- [What is required]: Where a line in the entries below contains the word "AppError", count it. Return the total alone.

- [The input]:

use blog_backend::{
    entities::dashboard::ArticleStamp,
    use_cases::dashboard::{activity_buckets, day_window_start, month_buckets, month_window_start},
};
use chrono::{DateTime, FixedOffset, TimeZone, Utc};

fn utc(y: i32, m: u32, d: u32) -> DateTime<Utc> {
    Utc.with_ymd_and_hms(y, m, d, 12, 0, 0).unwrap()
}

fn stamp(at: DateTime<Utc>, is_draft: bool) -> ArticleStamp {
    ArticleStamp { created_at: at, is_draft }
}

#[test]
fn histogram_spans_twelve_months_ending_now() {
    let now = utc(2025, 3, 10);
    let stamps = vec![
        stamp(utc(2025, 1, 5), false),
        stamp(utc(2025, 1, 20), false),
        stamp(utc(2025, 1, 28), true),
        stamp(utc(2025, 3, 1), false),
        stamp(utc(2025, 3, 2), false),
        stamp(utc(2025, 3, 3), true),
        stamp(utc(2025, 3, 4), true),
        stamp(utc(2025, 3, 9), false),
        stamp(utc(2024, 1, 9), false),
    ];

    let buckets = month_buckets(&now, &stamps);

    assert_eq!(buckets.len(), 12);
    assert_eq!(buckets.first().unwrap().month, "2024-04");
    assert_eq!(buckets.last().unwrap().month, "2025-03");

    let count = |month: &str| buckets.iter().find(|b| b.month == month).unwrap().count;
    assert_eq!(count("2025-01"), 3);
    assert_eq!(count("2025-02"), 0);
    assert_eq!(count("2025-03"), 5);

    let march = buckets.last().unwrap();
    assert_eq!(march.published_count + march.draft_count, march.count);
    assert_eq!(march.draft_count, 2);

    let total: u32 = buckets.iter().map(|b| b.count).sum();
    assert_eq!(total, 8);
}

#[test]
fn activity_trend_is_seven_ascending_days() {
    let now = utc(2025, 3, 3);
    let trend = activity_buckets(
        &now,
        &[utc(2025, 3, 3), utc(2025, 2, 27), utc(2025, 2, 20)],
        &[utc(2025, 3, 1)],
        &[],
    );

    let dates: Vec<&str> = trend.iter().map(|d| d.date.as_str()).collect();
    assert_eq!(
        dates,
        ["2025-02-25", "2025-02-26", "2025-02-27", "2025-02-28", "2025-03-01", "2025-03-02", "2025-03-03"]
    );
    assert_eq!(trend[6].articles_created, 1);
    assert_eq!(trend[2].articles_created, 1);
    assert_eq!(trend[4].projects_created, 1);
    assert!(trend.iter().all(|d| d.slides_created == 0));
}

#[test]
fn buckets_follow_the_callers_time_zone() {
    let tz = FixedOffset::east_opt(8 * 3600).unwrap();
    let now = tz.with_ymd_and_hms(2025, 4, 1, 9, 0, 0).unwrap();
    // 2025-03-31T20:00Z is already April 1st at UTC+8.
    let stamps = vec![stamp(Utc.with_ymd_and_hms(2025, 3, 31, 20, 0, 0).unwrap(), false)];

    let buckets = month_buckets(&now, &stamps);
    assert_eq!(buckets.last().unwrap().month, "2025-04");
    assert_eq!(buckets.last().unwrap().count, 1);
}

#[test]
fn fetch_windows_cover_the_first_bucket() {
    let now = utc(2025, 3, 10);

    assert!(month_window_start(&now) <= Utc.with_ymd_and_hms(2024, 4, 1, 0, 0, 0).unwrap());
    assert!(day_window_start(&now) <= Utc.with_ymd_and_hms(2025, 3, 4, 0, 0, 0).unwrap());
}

==

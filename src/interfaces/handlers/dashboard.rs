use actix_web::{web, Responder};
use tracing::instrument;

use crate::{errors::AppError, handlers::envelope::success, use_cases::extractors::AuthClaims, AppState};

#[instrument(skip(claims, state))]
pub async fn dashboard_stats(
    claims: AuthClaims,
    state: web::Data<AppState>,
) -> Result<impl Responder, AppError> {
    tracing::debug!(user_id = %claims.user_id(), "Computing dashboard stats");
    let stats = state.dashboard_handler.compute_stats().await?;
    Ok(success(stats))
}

- [Answer to this exercise]: 2